BTW the "edge equations" are really 2d plane equations (edge cross products). Checking just the edge planes against 8x8 blocks is only a rough quick reject. You can have blocks that are right outside of one vertex at an acute corner, and those blocks are "inside" all the planes but outside of the triangle. The code they have posted also checks against the bounding box of the whole triangle which largely fixes this case. At most they will consider one extra 8x8 block which doesn't actually contain any pixels.
(it's also really not yet a full barycentric rasterizer, he's just doing the edge tests that way; from his other posts I figure he's doing interpolation using the normal homogenous way, but if you're doing the edge-tests like that then you should just go ahead and do your interpolation barycentric too).
This kind of block-based barycentric rasterizer is very similar to what hardware does. One of the nice things about it is the blocks can easily be dispatched to microthreads to rasterize in parallel, and the blocks are natural quanta to check against a coarse Z buffer.
The old Olano-Greer paper about homogenous coordinate rasterization is now online in HTML. Some other random junk I found that I think is just junk : Reducing divisions for polygon mappers & Triangle Setup .
This blog about Software occlusion culling is literally a blast from the past. As I've often suggested, if you care about that stuff, the SurRender Umbra technical manual is still the godly bible on all things occlusion. (or you can read my ancient article on it ). But I also still think that object-based occlusion like that is just a bad idea.
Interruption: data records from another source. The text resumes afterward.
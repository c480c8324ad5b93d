//! HTTP helpers for Lambda functions.

use lambda_http::http::{response::Builder, Method};
use lambda_http::{Body, Request, Response};
use serde::Serialize;
use tracing::{debug, error, info, warn};

use crate::proxy::Proxy;
use crate::Error;

/// Cross-origin headers attached to every response.
pub const CORS_HEADERS: [(&str, &str); 3] = [
    ("Access-Control-Allow-Origin", "*"),
    ("Access-Control-Allow-Methods", "GET, POST, OPTIONS"),
    (
        "Access-Control-Allow-Headers",
        "Content-Type, Authorization, X-Client-Info, Apikey",
    ),
];

fn with_cors(mut builder: Builder) -> Builder {
    for (name, value) in CORS_HEADERS {
        builder = builder.header(name, value);
    }
    builder
}

/// Create a JSON response with the given status code and data.
pub fn json_response<T: Serialize>(
    status: u16,
    data: &T,
) -> Result<Response<Body>, lambda_http::Error> {
    let body = serde_json::to_string(data)?;
    let response = with_cors(Response::builder())
        .status(status)
        .header("content-type", "application/json")
        .body(Body::from(body))?;
    Ok(response)
}

/// Create the error response for a failed request.
pub fn error_response(err: &Error) -> Result<Response<Body>, lambda_http::Error> {
    json_response(err.status_code(), &err.body())
}

/// Answer a cross-origin preflight probe.
pub fn preflight() -> Result<Response<Body>, lambda_http::Error> {
    let response = with_cors(Response::builder())
        .status(200)
        .body(Body::Empty)?;
    Ok(response)
}

/// Run a proxy against one API Gateway request.
///
/// Preflight probes short-circuit before any parameter handling. Every other
/// method is served as a read.
pub async fn serve<P: Proxy>(
    proxy: &P,
    event: Request,
) -> Result<Response<Body>, lambda_http::Error> {
    let method = event.method().clone();
    info!(
        proxy = P::NAME,
        method = %method,
        path = event.uri().path(),
        "Received request"
    );

    if method == Method::OPTIONS {
        return preflight();
    }

    debug!(
        proxy = P::NAME,
        mode = if proxy.is_live() { "live" } else { "mock" },
        "Serving request"
    );

    let result = match P::parse(&event) {
        Ok(query) => proxy.handle(query).await,
        Err(e) => Err(e),
    };

    match result {
        Ok(output) => json_response(200, &output),
        Err(err) => {
            if err.is_internal() {
                error!(proxy = P::NAME, error = %err, "Request failed");
            } else {
                warn!(proxy = P::NAME, status = err.status_code(), error = %err, "Request rejected");
            }
            error_response(&err)
        }
    }
}

#[cfg(test)]
mod tests {
    use super::*;
    use crate::{Config, CurrencyProxy, QuotesProxy, WeatherProxy};
    use lambda_http::RequestExt;
    use std::collections::HashMap;
    use wiremock::matchers::method;
    use wiremock::{Mock, MockServer, ResponseTemplate};

    fn request(verb: &str, uri: &str, query: &[(&str, &str)]) -> Request {
        let params: HashMap<String, String> = query
            .iter()
            .map(|(k, v)| (k.to_string(), v.to_string()))
            .collect();
        lambda_http::http::Request::builder()
            .method(verb)
            .uri(uri)
            .body(Body::Empty)
            .unwrap()
            .with_query_string_parameters(params)
    }

    fn body_json(response: &Response<Body>) -> serde_json::Value {
        serde_json::from_slice(response.body().as_ref()).unwrap()
    }

    fn assert_cors(response: &Response<Body>) {
        for (name, value) in CORS_HEADERS {
            assert_eq!(
                response.headers().get(name).and_then(|v| v.to_str().ok()),
                Some(value),
                "missing {}",
                name
            );
        }
    }

    #[tokio::test]
    async fn test_preflight_on_every_endpoint() {
        let config = Config::default();
        let weather = WeatherProxy::new(&config).unwrap();
        let currency = CurrencyProxy::new(&config).unwrap();
        let quotes = QuotesProxy::new(&config).unwrap();

        // Parameters that would fail validation are ignored for a probe.
        let responses = vec![
            serve(&weather, request("OPTIONS", "/weather", &[])).await.unwrap(),
            serve(&currency, request("OPTIONS", "/currency", &[("amount", "-5")]))
                .await
                .unwrap(),
            serve(&quotes, request("OPTIONS", "/quotes", &[])).await.unwrap(),
        ];

        for response in responses {
            assert_eq!(response.status(), 200);
            assert_cors(&response);
            assert!(matches!(response.body(), Body::Empty));
        }
    }

    #[tokio::test]
    async fn test_success_carries_cors_and_json() {
        let proxy = CurrencyProxy::new(&Config::default()).unwrap();
        let response = serve(
            &proxy,
            request(
                "GET",
                "/currency",
                &[("amount", "1000"), ("from", "INR"), ("to", "USD")],
            ),
        )
        .await
        .unwrap();

        assert_eq!(response.status(), 200);
        assert_cors(&response);
        assert_eq!(
            response
                .headers()
                .get("content-type")
                .and_then(|v| v.to_str().ok()),
            Some("application/json")
        );

        let json = body_json(&response);
        assert_eq!(json["from"], "INR");
        assert_eq!(json["to"], "USD");
        assert_eq!(json["amount"].as_f64(), Some(1000.0));
        assert_eq!(json["converted"].as_f64(), Some(12.0));
        assert_eq!(json["rate"], "0.0120");
    }

    #[tokio::test]
    async fn test_validation_failure_carries_cors() {
        let proxy = WeatherProxy::new(&Config::default()).unwrap();
        let response = serve(&proxy, request("GET", "/weather", &[("city", "")]))
            .await
            .unwrap();

        assert_eq!(response.status(), 400);
        assert_cors(&response);
        assert_eq!(
            body_json(&response),
            serde_json::json!({"error": "City parameter is required"})
        );
    }

    #[tokio::test]
    async fn test_negative_amount_rejected() {
        let proxy = CurrencyProxy::new(&Config::default()).unwrap();
        let response = serve(
            &proxy,
            request(
                "GET",
                "/currency",
                &[("amount", "-5"), ("from", "USD"), ("to", "EUR")],
            ),
        )
        .await
        .unwrap();

        assert_eq!(response.status(), 400);
        assert_eq!(
            body_json(&response),
            serde_json::json!({"error": "Valid amount is required"})
        );
    }

    #[tokio::test]
    async fn test_post_is_served_like_get() {
        let proxy = QuotesProxy::new(&Config::default()).unwrap();
        let response = serve(&proxy, request("POST", "/quotes", &[])).await.unwrap();

        assert_eq!(response.status(), 200);
        assert_cors(&response);
        let json = body_json(&response);
        assert!(json["text"].is_string());
        assert!(json["author"].is_string());
    }

    #[tokio::test]
    async fn test_internal_error_has_details() {
        let mock_server = MockServer::start().await;
        Mock::given(method("GET"))
            .respond_with(ResponseTemplate::new(200).set_body_string("not json"))
            .mount(&mock_server)
            .await;

        let config = Config::default().with_quotes_api_url(format!("{}/random", mock_server.uri()));
        let proxy = QuotesProxy::new(&config).unwrap();
        let response = serve(&proxy, request("GET", "/quotes", &[])).await.unwrap();

        assert_eq!(response.status(), 500);
        assert_cors(&response);
        let json = body_json(&response);
        assert_eq!(json["error"], "Internal server error");
        assert!(json["details"].is_string());
    }
}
Coarse Z that's updated by the rasterizer is however a good thing. Doing your own on top of what the card does is pretty lame though. This is yet another awesome win from Larrabee. If we/they do a coarse Z buffer, it can get used by the CPUs to do whole-object rejections, or whole-triangle rejections, or macroblock rejections.
Apparently the guy who wrote that top article is Nicolas Capens ; he wrote "swShader" which was an open source DX9 software rasterizer, which got taken down and is now a commercial product (which was a silly thing to do, of course any customer would rather buy Pixomatic !!). I learned this from a random flame war he got in. Don't you love the internet?